(Collected data entries)
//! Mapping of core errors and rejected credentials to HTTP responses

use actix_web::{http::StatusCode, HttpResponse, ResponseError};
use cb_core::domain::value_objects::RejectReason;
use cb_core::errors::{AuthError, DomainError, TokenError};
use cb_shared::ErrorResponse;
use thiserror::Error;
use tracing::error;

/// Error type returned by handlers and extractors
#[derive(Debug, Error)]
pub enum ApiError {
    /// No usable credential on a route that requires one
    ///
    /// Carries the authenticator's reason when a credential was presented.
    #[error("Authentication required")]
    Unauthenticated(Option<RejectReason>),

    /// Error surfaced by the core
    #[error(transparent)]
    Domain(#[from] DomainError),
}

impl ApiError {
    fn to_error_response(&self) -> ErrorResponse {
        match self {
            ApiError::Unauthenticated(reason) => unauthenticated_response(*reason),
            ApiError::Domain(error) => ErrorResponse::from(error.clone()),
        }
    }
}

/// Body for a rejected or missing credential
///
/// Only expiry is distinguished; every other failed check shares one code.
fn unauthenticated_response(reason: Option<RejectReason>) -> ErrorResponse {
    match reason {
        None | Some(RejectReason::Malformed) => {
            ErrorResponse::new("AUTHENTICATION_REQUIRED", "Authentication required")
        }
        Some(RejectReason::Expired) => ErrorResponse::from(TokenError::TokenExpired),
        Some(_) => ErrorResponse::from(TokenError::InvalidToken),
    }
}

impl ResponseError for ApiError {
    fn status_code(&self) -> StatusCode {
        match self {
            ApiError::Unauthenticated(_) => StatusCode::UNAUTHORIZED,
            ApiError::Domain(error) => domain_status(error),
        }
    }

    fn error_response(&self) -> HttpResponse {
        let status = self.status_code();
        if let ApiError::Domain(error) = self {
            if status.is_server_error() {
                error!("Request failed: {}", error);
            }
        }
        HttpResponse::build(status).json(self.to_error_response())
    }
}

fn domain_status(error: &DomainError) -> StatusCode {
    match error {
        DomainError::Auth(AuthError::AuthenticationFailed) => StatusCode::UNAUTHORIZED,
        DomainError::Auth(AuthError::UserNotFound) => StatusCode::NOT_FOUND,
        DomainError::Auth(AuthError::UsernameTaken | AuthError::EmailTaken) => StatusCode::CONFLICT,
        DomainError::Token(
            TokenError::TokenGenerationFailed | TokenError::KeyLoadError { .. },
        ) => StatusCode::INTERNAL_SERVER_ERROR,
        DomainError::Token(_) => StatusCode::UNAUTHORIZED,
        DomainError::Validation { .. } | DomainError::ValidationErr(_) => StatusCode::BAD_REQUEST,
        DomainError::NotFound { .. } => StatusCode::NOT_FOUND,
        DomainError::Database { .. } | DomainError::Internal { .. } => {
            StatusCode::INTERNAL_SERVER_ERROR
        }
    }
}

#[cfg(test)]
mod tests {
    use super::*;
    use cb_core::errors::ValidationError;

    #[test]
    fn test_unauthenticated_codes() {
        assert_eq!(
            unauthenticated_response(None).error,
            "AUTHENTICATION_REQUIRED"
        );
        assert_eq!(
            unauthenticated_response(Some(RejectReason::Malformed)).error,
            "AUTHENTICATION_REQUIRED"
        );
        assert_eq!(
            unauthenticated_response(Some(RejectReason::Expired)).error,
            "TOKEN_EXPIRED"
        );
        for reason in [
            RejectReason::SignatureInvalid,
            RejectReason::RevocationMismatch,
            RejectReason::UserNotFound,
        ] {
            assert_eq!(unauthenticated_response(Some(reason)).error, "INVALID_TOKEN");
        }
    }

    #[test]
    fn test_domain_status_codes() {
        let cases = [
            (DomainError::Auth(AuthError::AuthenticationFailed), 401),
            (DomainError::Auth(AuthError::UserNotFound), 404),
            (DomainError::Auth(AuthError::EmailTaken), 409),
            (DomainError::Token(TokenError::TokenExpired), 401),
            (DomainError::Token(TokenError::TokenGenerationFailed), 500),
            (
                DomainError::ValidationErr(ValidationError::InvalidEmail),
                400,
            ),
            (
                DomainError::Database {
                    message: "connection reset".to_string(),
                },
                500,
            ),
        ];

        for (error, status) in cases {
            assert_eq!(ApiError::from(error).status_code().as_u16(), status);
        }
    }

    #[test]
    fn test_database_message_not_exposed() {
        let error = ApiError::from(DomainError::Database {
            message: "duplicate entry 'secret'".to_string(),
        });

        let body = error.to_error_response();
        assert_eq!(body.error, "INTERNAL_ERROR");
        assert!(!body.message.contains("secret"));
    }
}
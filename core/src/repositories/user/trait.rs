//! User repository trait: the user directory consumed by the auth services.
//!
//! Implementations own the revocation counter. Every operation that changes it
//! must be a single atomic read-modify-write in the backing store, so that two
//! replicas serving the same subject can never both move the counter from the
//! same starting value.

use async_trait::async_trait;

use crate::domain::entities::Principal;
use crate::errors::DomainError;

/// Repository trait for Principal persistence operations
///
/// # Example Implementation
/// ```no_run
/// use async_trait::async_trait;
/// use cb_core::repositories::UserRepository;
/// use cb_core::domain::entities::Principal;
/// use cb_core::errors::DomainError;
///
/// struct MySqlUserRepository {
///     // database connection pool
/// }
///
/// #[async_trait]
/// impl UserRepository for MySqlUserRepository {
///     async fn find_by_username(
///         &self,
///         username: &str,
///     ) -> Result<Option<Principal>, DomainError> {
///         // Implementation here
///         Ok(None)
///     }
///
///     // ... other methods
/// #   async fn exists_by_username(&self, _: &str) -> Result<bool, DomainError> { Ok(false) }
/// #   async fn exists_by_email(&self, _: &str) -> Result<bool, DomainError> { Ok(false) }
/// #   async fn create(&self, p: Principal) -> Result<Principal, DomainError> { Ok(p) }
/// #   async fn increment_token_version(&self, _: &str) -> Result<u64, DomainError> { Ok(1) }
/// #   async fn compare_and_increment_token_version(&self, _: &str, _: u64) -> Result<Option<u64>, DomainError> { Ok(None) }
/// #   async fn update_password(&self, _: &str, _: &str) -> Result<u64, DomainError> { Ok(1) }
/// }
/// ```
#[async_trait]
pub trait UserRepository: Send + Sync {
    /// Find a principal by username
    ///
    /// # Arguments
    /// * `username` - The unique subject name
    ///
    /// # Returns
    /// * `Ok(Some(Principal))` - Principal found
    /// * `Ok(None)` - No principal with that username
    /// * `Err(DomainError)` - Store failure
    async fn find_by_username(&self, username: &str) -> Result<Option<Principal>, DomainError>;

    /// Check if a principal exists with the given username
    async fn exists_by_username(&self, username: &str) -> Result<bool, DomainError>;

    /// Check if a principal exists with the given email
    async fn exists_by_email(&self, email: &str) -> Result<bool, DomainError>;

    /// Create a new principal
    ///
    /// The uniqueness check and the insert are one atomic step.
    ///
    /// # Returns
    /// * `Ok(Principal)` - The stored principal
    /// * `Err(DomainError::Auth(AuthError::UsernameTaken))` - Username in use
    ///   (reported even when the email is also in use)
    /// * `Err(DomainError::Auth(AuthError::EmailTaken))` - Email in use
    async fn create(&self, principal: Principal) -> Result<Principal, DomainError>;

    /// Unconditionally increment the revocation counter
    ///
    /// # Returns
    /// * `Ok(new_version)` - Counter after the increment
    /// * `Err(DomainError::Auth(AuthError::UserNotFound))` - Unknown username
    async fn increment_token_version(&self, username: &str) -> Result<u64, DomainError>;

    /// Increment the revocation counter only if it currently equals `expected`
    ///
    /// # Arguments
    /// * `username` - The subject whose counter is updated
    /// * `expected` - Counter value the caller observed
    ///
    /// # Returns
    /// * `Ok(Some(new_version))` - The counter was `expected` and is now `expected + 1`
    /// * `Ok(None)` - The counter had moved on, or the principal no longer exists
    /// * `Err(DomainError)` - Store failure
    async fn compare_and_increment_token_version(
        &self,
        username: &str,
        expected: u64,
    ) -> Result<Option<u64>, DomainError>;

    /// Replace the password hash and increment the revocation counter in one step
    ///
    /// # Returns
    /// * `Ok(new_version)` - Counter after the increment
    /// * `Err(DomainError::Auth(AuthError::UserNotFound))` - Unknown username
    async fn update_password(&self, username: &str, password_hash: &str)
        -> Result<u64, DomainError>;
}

- **ABOUT THIS EXERCISE**
From the entries, copy every line in which the string "TokenError" can be found.

- **SOLUTION FOR THIS PROBLEM**
use cb_core::errors::{AuthError, DomainError, TokenError};
        Some(RejectReason::Expired) => ErrorResponse::from(TokenError::TokenExpired),
        Some(_) => ErrorResponse::from(TokenError::InvalidToken),
            TokenError::TokenGenerationFailed | TokenError::KeyLoadError { .. },
            (DomainError::Token(TokenError::TokenExpired), 401),
            (DomainError::Token(TokenError::TokenGenerationFailed), 500),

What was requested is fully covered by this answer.